What is the Wine Industry any who?
And more importantly...are you a part of it?
At some point during a cheeky tipple, someone, somewhere will say,
to somebody else…in an accent, because we all have an accent:
“I work in the wine industry.”
The statement is accepted immediately, like a man announcing he is a lighthouse keeper, despite there being no visible sea, house or light to keep.
No one questions them, nobody asks what it actually means.
Which is fortunate, because the longer one thinks about the phrase, the harder it becomes to locate the wine industry at all.
It has no headquarters.
No website, Insta-tube or TikTok dance associated with it.
No reception desk.
No laminated pass.
There is no moment where one remembers joining.
Yet there are those who are in it.
The obvious answer is that the wine industry consists of people who make wine and then there are others that sell it.
So, it seems, in that sense, to be a similar industry to Cocaine.
In some ways, yes.
But in many other ways, no - not at all the same…not at all.
So, let’s start with the Winemakers, then.
This seems correct in the way it seems correct to assume the orchestra is run by the violinists or the triangle player, at the back.
“Pling.”
Winemakers are of course very important. After all, wine doesn’t make itself!
That would be crazy.
Although, according to Dr. Winestain, possible by the year 2047.
Around the Vignerons move vineyard workers, cellar hands, consultants, interns, seasonal crews who arrive like migrating birds.
Wine passes through dozens of hands, acquiring more fingerprints than the metaphorical orchestra that was previously used in this article, a few paragraphs back from here. You remember…
But there are more in the wine industry to have a good thank about.
There are those who manufacture the objects wine requires in order for it not to escape and run for the nearest drain, the escape plan being to head for the ocean. Blend in and disappear. A classic escape plan.
These people do not say they work in wine, they say they work in glass, forests or machinery. They are masters and mistresses of the bottles, cork and capsules, of the barrels, tanks and pipes.
Perhaps the industry begins once the wine leaves the winery.
The importers, distributors, logistics workers, customs officials, compliance specialists.
Wine travels the world with suspicious, suspiciousness.
Requiring stamps, signatures, inspections and occasional prayers.
A delayed wine is described as ‘resting,’ in the same way a hostage is described as ‘comfortable.’ When the terms have been met, the wine will be released. Arriving to you traumatized and ready to negotiate a book deal about the experience.
Next come the translators.
The sommeliers, wine directors, retail buyers and wine merchants.
The portfolio managers and brand representatives.
They stand between vineyard, winery and drinker…like interpreters who speak fluent wine.
They explain not what the wine is or what we think of it as but what it would like to be thought of as when we think of it.
They do not sell the wine. It passes through their hands as the bottle competes with others for the coveted chance to be supped by you.

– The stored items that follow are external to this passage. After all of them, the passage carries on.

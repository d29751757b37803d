use async_trait::async_trait;
use std::collections::HashSet;
use thiserror::Error;

use crate::{
    data::{JobContent, JobIdentity, JobType, JobVersion, SplitFullName},
    error::ErrorEnvelope,
};

/// The ways a job execution can fail.
#[derive(Error, Debug)]
pub enum JobError {
    /// A classified failure. It is the terminal state of the job and is
    /// persisted in the response cache in place of content.
    #[error(transparent)]
    Failed(#[from] ErrorEnvelope),

    /// The job was dispatched with arguments its runner cannot accept (for
    /// example a config-level job without a config). This is a bug in the
    /// caller or in the endpoint mapping; it is never persisted nor shown to
    /// API clients.
    #[error("Programming error: {0}")]
    Programming(String),
}

impl JobIdentity {
    /// The config of this identity, or a [JobError::Programming] if the
    /// identity has none
    pub fn require_config(&self) -> Result<&str, JobError> {
        self.config.as_deref().ok_or_else(|| {
            JobError::Programming(format!("config is required by {}", self.job_type))
        })
    }

    /// The split of this identity, or a [JobError::Programming] if the
    /// identity has none
    pub fn require_split(&self) -> Result<&str, JobError> {
        self.split
            .as_deref()
            .ok_or_else(|| JobError::Programming(format!("split is required by {}", self.job_type)))
    }
}

/// The contract every kind of job implements.
///
/// A runner is stateless with respect to individual jobs: it is constructed
/// once, registered in a [crate::job::JobRunnerRegistry], and then asked to
/// [JobRunner::compute] any number of identities, possibly concurrently.
#[async_trait]
pub trait JobRunner: Send + Sync {
    /// The job type this runner computes. Constant per implementation.
    fn job_type(&self) -> JobType;

    /// The version of the content this runner produces. Constant per
    /// implementation; cached content is only reused when it was produced at
    /// exactly this version.
    fn job_version(&self) -> JobVersion;

    /// Perform the job against whatever external source it needs. Every
    /// fault must be classified into a [JobError].
    async fn compute(&self, identity: &JobIdentity) -> Result<JobContent, JobError>;

    /// Project freshly computed `content` to the set of items it discovered.
    ///
    /// Must be pure: it only reads `content`, never the external source, so
    /// that it is safe to call at any time after [JobRunner::compute]
    /// returned. Runners without discovery return the empty set.
    fn new_items(&self, _content: &JobContent) -> Result<HashSet<SplitFullName>, JobError> {
        Ok(HashSet::new())
    }
}
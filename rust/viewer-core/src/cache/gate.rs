use anyhow::Result;

use crate::{
    cache::{CacheEntry, ResponseCache},
    data::{JobIdentity, JobVersion},
};

/// The result of reading the cache through the version gate.
#[derive(Debug, Clone, PartialEq)]
pub enum CacheLookup {
    /// The entry was produced by the current runner version and may be
    /// reused as is, whether it records a success or a failure
    Fresh(CacheEntry),
    /// An entry exists but was produced by another runner version; it must
    /// be recomputed before it is served
    Stale(CacheEntry),
    /// Nothing is cached for this identity
    Missing,
}

impl CacheLookup {
    /// The reusable entry, if any
    pub fn fresh(self) -> Option<CacheEntry> {
        match self {
            CacheLookup::Fresh(entry) => Some(entry),
            _ => None,
        }
    }

    /// True when a recomputation is needed
    pub fn needs_compute(&self) -> bool {
        !matches!(self, CacheLookup::Fresh(_))
    }
}

/// Read the entry for `identity` and classify it against the runner's
/// `current_version`.
pub async fn lookup<C: ResponseCache>(
    cache: &C,
    identity: &JobIdentity,
    current_version: &JobVersion,
) -> Result<CacheLookup> {
    Ok(match cache.get(identity).await? {
        Some(entry) if entry.is_fresh(current_version) => CacheLookup::Fresh(entry),
        Some(entry) => {
            debug!(
                "Cached entry for {} is stale (version {} != {})",
                identity, entry.job_version, current_version
            );
            CacheLookup::Stale(entry)
        }
        None => CacheLookup::Missing,
    })
}
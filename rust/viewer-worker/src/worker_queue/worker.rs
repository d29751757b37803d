use super::Processor;
use anyhow::{anyhow, Result};
use std::{fmt::Debug, time::SystemTime};
use tokio::{
    sync::mpsc::{unbounded_channel, UnboundedSender},
    task::JoinHandle,
    time::Duration,
};
use viewer_core::data::Priority;

pub(crate) type WorkerResponse<J> = (usize, Result<Vec<J>>);

/// A job with additional metadata to handle unicity, priorities,
/// time outs and retries.
pub struct JobRequest<P: Processor> {
    pub job: P::Job,
    pub unicity_id: Option<String>,
    pub priority: Priority,
    pub attempt: usize,
    pub start_time: Option<SystemTime>,
}

impl<P> JobRequest<P>
where
    P: Processor,
{
    /// Creates a new [JobRequest].
    pub fn new(job: P::Job) -> Self {
        Self {
            unicity_id: P::unicity_id(&job),
            priority: P::priority(&job),
            job,
            attempt: 0,
            start_time: None,
        }
    }

    /// Marks [JobRequest] as a failed attempt, clearing
    /// its last start time, and returns whether this job
    /// should be retried or not.
    pub fn mark_attempt_failed(&mut self, retries: usize) -> bool {
        self.start_time = None;
        self.attempt <= retries
    }
}

impl<P> Debug for JobRequest<P>
where
    P: Processor,
{
    fn fmt(&self, f: &mut std::fmt::Formatter<'_>) -> std::fmt::Result {
        f.debug_struct("JobRequest")
            .field("job", &self.job)
            .field("priority", &self.priority)
            .field("attempts", &self.attempt)
            .finish()
    }
}

/// Provides an interface to perform a job via [Processor]
/// on another task.
pub struct Worker<P: Processor> {
    active_job: Option<JobRequest<P>>,
    request_tx: UnboundedSender<P::Job>,
    handle: JoinHandle<Result<()>>,
}

impl<P> Worker<P>
where
    P: Processor,
{
    /// Creates a new [Worker] and starts the worker task.
    pub fn spawn(
        worker_id: usize,
        context: P::Context,
        response_tx: UnboundedSender<WorkerResponse<P::Job>>,
    ) -> Self {
        let (request_tx, mut request_rx) = unbounded_channel();
        let handle = tokio::spawn(async move {
            while let Some(job) = request_rx.recv().await {
                let result = P::process(context.clone(), job).await;
                response_tx
                    .send((worker_id, result))
                    .map_err(|send_error| anyhow!("Error sending worker message: {}", send_error))?;
            }
            Ok(())
        });

        Self {
            handle,
            request_tx,
            active_job: None,
        }
    }

    /// Whether this worker is currently processing or not.
    pub fn idle(&self) -> bool {
        self.active_job.is_none()
    }

    /// The unicity id of the job this worker is processing, if any.
    pub fn active_unicity_id(&self) -> Option<&str> {
        self.active_job
            .as_ref()
            .and_then(|job_request| job_request.unicity_id.as_deref())
    }

    /// How long ago from `now` has this worker's active job
    /// been processing, if any.
    pub fn job_elapsed_time(&self, now: &SystemTime) -> Option<Duration> {
        let start_time = self.active_job.as_ref()?.start_time?;
        now.duration_since(start_time).ok()
    }

    /// Resets the worker's interface state to being idle,
    /// returning its active job if any.
    pub fn clear(&mut self) -> Option<JobRequest<P>> {
        self.active_job.take()
    }

    /// Submit job request to be performed on the given
    /// worker, and updating records accordingly.
    pub fn process_job(&mut self, mut job_request: JobRequest<P>) -> Result<()> {
        if !self.idle() {
            return Err(anyhow!("Worker is not idle, cannot process new jobs."));
        }

        let job = job_request.job.clone();
        job_request.attempt += 1;
        job_request.start_time = Some(SystemTime::now());

        self.active_job = Some(job_request);
        // This should only fail if all of our channels
        // are broken.
        self.request_tx
            .send(job)
            .map_err(|_| anyhow!("Error sending job."))
    }

    /// Terminates the worker task and returns the active job, if any.
    /// A terminated worker cannot process further jobs.
    pub fn terminate(&mut self) -> Option<JobRequest<P>> {
        let job_request = self.active_job.take();
        self.handle.abort();
        job_request
    }
}

impl<P> Drop for Worker<P>
where
    P: Processor,
{
    fn drop(&mut self) {
        self.terminate();
    }
}
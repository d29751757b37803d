//! The worker side of the dataset viewer: concrete [viewer_core::job::JobRunner]s,
//! the [JobExecutor] that runs a job through the version gate and persists
//! its outcome, and a generic [worker_queue::WorkerQueue] that drives the
//! executor on a pool of tokio tasks.
#![warn(missing_docs)]

#[macro_use]
extern crate tracing;

mod executor;
mod processor;

pub mod inspector;
pub mod runners;
pub mod worker_queue;

pub use executor::*;
pub use processor::*;
pub use worker_queue::WorkerSettings;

Instead, they present it, in the right light, in the right frame.
So that it can be bought.
Around them gathers the language trade of the wine industry.
The Writers.
And among them the Critics, the Journalists, the Influencers.
The marketing agencies; operating behind the scenes like make-up artists.
Here, we often add personality to the character of the wine.
A vineyard becomes “historic,” as though older means better.
A vintage becomes “difficult,” as though it didn’t want to cooperate.
A wine becomes “serious,” which usually means it isn’t allowed to laugh.
Nothing here alters the liquid that is alive inside the bottle.
Everything here alters how you feel when you open it up.
Like a magic image, the more we stare at the wine industry, the more that the boundaries fall apart completely. This is the point at which it stops being something one can make a logo sticker of and stick onto somebody’s chest and starts behaving more like a smell.
Because the wine industry also includes those who don’t drink wine.
The people who say, “I don’t drink,” as if extinguishing a small fire before it spreads to the net curtains.
Some say it apologetically and some say it proudly. Some as though they are announcing an allergy.
It includes those who have stopped.
Those who were harmed.
Those who once said, “just one glass,” and meant it sincerely at the time.
Those who are there to help us by creating laws, restrictions and advice on healthy living.
Even though sugar is just as much an addictive danger to our bodies as wine.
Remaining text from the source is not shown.